Dynamic: license-file



# E-valuator
[![License](https://img.shields.io/github/license/shuvom-s/e-valuator)](https://github.com/shuvom-s/e-valuator/blob/main/LICENSE)
[![PyPI version](https://img.shields.io/pypi/v/e-valuator?color=blue)](https://pypi.org/project/e-valuator/)
[![PyPI Downloads](https://static.pepy.tech/personalized-badge/e-valuator?period=total&units=INTERNATIONAL_SYSTEM&left_color=BLACK&right_color=GREEN&left_text=downloads)](https://pepy.tech/projects/e-valuator)
[![ArXiv](https://img.shields.io/badge/arXiv-2512.03109-b31b1b.svg)](https://arxiv.org/abs/2512.03109)
[![Open In Colab](https://colab.research.google.com/assets/colab-badge.svg)](https://colab.research.google.com/github/shuvom-s/e-valuator/blob/main/demos/notebooks/math_example_tokens.ipynb)


Code for paper [_E-valuator: Reliable Agent Verifiers with Sequential Hypothesis Testing_](https://arxiv.org/abs/2512.03109).
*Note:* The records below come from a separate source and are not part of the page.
//! Availability zone manager
//!
//! Owns the fixed set of configured zones and the round-robin cursor used
//! for automatic zone selection. Layout under the data directory:
//!
//! - `<data_dir>/<zones_dir>/<manager file>`: `{"last_used": "<zone>"}`
//! - `<data_dir>/<zones_dir>/<zone>.json`: one record per zone
//!
//! The zone list never changes after construction, so lookups need no
//! locking. The cursor has its own lock, taken before any zone lock and never
//! the other way round.

use parking_lot::Mutex;
use serde::{Deserialize, Serialize};
use std::path::{Path, PathBuf};
use tracing::{debug, info, warn};

use crate::allocator::SubnetAllocator;
use crate::common::{ensure_directory, file_exists, read_json, write_json_atomic};
use crate::config::{SubnetStrategy, ZonesConfig};
use crate::error::{AzoneError, AzoneResult};
use crate::subnet::Subnet;
use crate::subnet_utils::SubnetUtils;
use crate::types::{VmName, VmZoneRecord};
use crate::zone::AvailabilityZone;

#[derive(Debug, Clone, PartialEq, Eq, Serialize, Deserialize)]
struct ManagerRecord {
    last_used: String,
}

#[derive(Debug)]
pub struct AvailabilityZoneManager {
    zones: Vec<AvailabilityZone>,
    zones_dir: PathBuf,
    manager_file: PathBuf,
    default_zone: String,
    /// Name of the zone most recently handed out by round-robin
    last_used: Mutex<String>,
}

impl AvailabilityZoneManager {
    /// Open the zone state under `data_dir`, creating it on first use.
    ///
    /// Existing state that cannot be read or is inconsistent with the
    /// configuration is an error; nothing is regenerated over it.
    pub fn new(data_dir: &Path, config: &ZonesConfig, subnet_utils: &SubnetUtils) -> AzoneResult<Self> {
        config.validate()?;

        let zones_dir = data_dir.join(&config.zones_dir_name);
        let manager_file = zones_dir.join(&config.manager_file_name);
        let default_zone = config
            .default_zone_name()
            .ok_or_else(|| AzoneError::Configuration {
                message: "zone_names cannot be empty".to_string(),
            })?
            .to_string();

        ensure_directory(&zones_dir)?;

        let (zones, last_used) = if file_exists(&manager_file) {
            Self::restore(config, &zones_dir, &manager_file)?
        } else {
            Self::bootstrap(config, &zones_dir, &manager_file, subnet_utils)?
        };

        info!(
            "Availability zone manager ready with {} zones in {:?} (last used: {})",
            zones.len(),
            zones_dir,
            last_used
        );

        Ok(Self {
            zones,
            zones_dir,
            manager_file,
            default_zone,
            last_used: Mutex::new(last_used),
        })
    }

    fn restore(
        config: &ZonesConfig,
        zones_dir: &Path,
        manager_file: &Path,
    ) -> AzoneResult<(Vec<AvailabilityZone>, String)> {
        debug!("Restoring availability zones from {:?}", zones_dir);

        let record: ManagerRecord = read_json(manager_file, "availability zone manager record")?;
        if !config.zone_names.contains(&record.last_used) {
            return Err(AzoneError::corrupt(
                manager_file,
                format!("last used zone '{}' is not a configured zone", record.last_used),
            ));
        }

        let zones = config
            .zone_names
            .iter()
            .map(|name| AvailabilityZone::load(name, zones_dir))
            .collect::<AzoneResult<Vec<_>>>()?;
        check_disjoint(&zones)?;

        Ok((zones, record.last_used))
    }

    fn bootstrap(
        config: &ZonesConfig,
        zones_dir: &Path,
        manager_file: &Path,
        subnet_utils: &SubnetUtils,
    ) -> AzoneResult<(Vec<AvailabilityZone>, String)> {
        info!(
            "Creating {} availability zones in {} ({:?} /{} subnets)",
            config.zone_names.len(),
            config.address_range,
            config.subnet_strategy,
            config.subnet_prefix_length
        );

        // Zones left behind by an interrupted bootstrap keep their subnets.
        let mut restored = Vec::with_capacity(config.zone_names.len());
        for name in &config.zone_names {
            let zone = if file_exists(AvailabilityZone::record_path(zones_dir, name)) {
                let zone = AvailabilityZone::load(name, zones_dir)?;
                warn!("Reusing existing record for zone {} ({})", name, zone.subnet());
                Some(zone)
            } else {
                None
            };
            restored.push(zone);
        }

        for zone in restored.iter().flatten() {
            let subnet = zone.subnet();
            if subnet.prefix_length() != config.subnet_prefix_length
                || !config.address_range.contains(&subnet)
            {
                return Err(AzoneError::corrupt(
                    zone.file_path(),
                    format!(
                        "subnet {} of zone {} is not a /{} subnet of {}",
                        subnet,
                        zone.name(),
                        config.subnet_prefix_length,
                        config.address_range
                    ),
                ));
            }
        }
        check_disjoint(restored.iter().flatten())?;

        let mut taken: Vec<Subnet> = restored.iter().flatten().map(|z| z.subnet()).collect();
        let mut allocator = match config.subnet_strategy {
            SubnetStrategy::Sequential => Some(SubnetAllocator::new(
                config.address_range,
                config.subnet_prefix_length,
            )?),
            SubnetStrategy::Random => None,
        };

        let mut zones = Vec::with_capacity(config.zone_names.len());
        for (name, existing) in config.zone_names.iter().zip(restored) {
            let zone = match existing {
                Some(zone) => zone,
                None => {
                    let subnet = match allocator.as_mut() {
                        Some(allocator) => next_free_subnet(allocator, &taken)?,
                        None => subnet_utils.generate_random_subnet_excluding(
                            config.subnet_prefix_length,
                            &config.address_range,
                            &taken,
                        )?,
                    };
                    taken.push(subnet);
                    AvailabilityZone::create(name, subnet, zones_dir)?
                }
            };
            zones.push(zone);
        }

        // Start the cursor on the last zone so the first automatic pick is the
        // first zone.
        let last_used = config
            .zone_names
            .last()
            .cloned()
            .ok_or_else(|| AzoneError::Configuration {
                message: "zone_names cannot be empty".to_string(),
            })?;
        write_json_atomic(
            manager_file,
            &ManagerRecord {
                last_used: last_used.clone(),
            },
            "availability zone manager record",
        )?;

        Ok((zones, last_used))
    }

    /// The zone called `name`.
    pub fn get_zone(&self, name: &str) -> AzoneResult<&AvailabilityZone> {
        self.zones
            .iter()
            .find(|zone| zone.name() == name)
            .ok_or_else(|| AzoneError::ZoneNotFound {
                name: name.to_string(),
            })
    }

    /// All zones in configured order.
    pub fn get_zones(&self) -> &[AvailabilityZone] {
        &self.zones
    }

    pub fn zone_names(&self) -> Vec<&str> {
        self.zones.iter().map(AvailabilityZone::name).collect()
    }

    /// All zones ordered by subnet.
    pub fn zones_by_subnet(&self) -> Vec<&AvailabilityZone> {
        let mut zones: Vec<&AvailabilityZone> = self.zones.iter().collect();
        zones.sort_by_key(|zone| zone.subnet());
        zones
    }

    /// Advance the round-robin cursor to the next available zone and return
    /// its name.
    ///
    /// Unavailable zones are skipped. If none is available the cursor stays
    /// where it is and [`AzoneError::NoZoneAvailable`] is returned.
    pub fn get_automatic_zone_name(&self) -> AzoneResult<String> {
        let mut last_used = self.last_used.lock();
        let count = self.zones.len();
        let current = self
            .zones
            .iter()
            .position(|zone| zone.name() == last_used.as_str())
            .unwrap_or(count - 1);

        for step in 1..=count {
            let zone = &self.zones[(current + step) % count];
            if !zone.is_available() {
                debug!("Skipping unavailable zone {} in round-robin", zone.name());
                continue;
            }

            let name = zone.name().to_string();
            write_json_atomic(
                &self.manager_file,
                &ManagerRecord {
                    last_used: name.clone(),
                },
                "availability zone manager record",
            )?;
            *last_used = name.clone();
            debug!("Round-robin selected zone {}", name);
            return Ok(name);
        }

        warn!("Automatic zone selection failed: all {} zones are unavailable", count);
        Err(AzoneError::NoZoneAvailable)
    }

    /// The zone for VMs that have none recorded. Constant for the lifetime of
    /// the manager.
    pub fn get_default_zone_name(&self) -> &str {
        &self.default_zone
    }

    /// Name of the zone most recently handed out by round-robin.
    pub fn last_used_zone_name(&self) -> String {
        self.last_used.lock().clone()
    }

    /// The zone `vm` is registered in, if any.
    pub fn find_zone_of_vm(&self, vm: &VmName) -> Option<&AvailabilityZone> {
        self.zones.iter().find(|zone| zone.has_vm(vm))
    }

    /// Re-register VMs into the zones their own records name.
    ///
    /// VMs with no recorded zone go to the default zone. Every record is
    /// resolved before any VM is registered, so an unknown zone leaves
    /// membership untouched. Returns the number of VMs newly registered.
    pub fn restore_memberships<I>(&self, records: I) -> AzoneResult<usize>
    where
        I: IntoIterator<Item = VmZoneRecord>,
    {
        let mut resolved = Vec::new();
        for record in records {
            let zone_name = record.zone.as_deref().unwrap_or(&self.default_zone);
            resolved.push((self.get_zone(zone_name)?, record.vm));
        }

        let mut added = 0;
        for (zone, vm) in &resolved {
            if zone.add_vm(vm) {
                added += 1;
            }
        }
        info!("Restored zone membership for {} of {} VMs", added, resolved.len());
        Ok(added)
    }

    pub fn zones_dir(&self) -> &Path {
        &self.zones_dir
    }

    pub fn manager_file(&self) -> &Path {
        &self.manager_file
    }
}

/// Fails with `CorruptState` if any two zones share address space.
fn check_disjoint<'a>(zones: impl IntoIterator<Item = &'a AvailabilityZone>) -> AzoneResult<()> {
    let mut seen: Vec<&AvailabilityZone> = Vec::new();
    for zone in zones {
        if let Some(other) = seen.iter().find(|z| z.subnet().overlaps(&zone.subnet())) {
            return Err(AzoneError::corrupt(
                zone.file_path(),
                format!(
                    "subnet {} of zone {} overlaps subnet {} of zone {}",
                    zone.subnet(),
                    zone.name(),
                    other.subnet(),
                    other.name()
                ),
            ));
        }
        seen.push(zone);
    }
    Ok(())
}

fn next_free_subnet(allocator: &mut SubnetAllocator, taken: &[Subnet]) -> AzoneResult<Subnet> {
    loop {
        let candidate = allocator.next_available()?;
        if !taken.iter().any(|t| t.overlaps(&candidate)) {
            return Ok(candidate);
        }
        debug!("Sequential candidate {} is already taken", candidate);
    }
}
We build a sequential evaluator that can convert any black-box verifier/agent system into one with statistical guarantees. At deployment time, our system can flag and terminate agent trajectories that are likely to be unsuccessful without access to anything but a verifier's (black-box) scores.

To learn more details about the method, please see the paper. There is also a [recorded talk](https://www.youtube.com/watch?v=Xxlhh019cWM) to the [Rational Intelligence Seminar](https://ri-lab.org/riss/) available on YouTube.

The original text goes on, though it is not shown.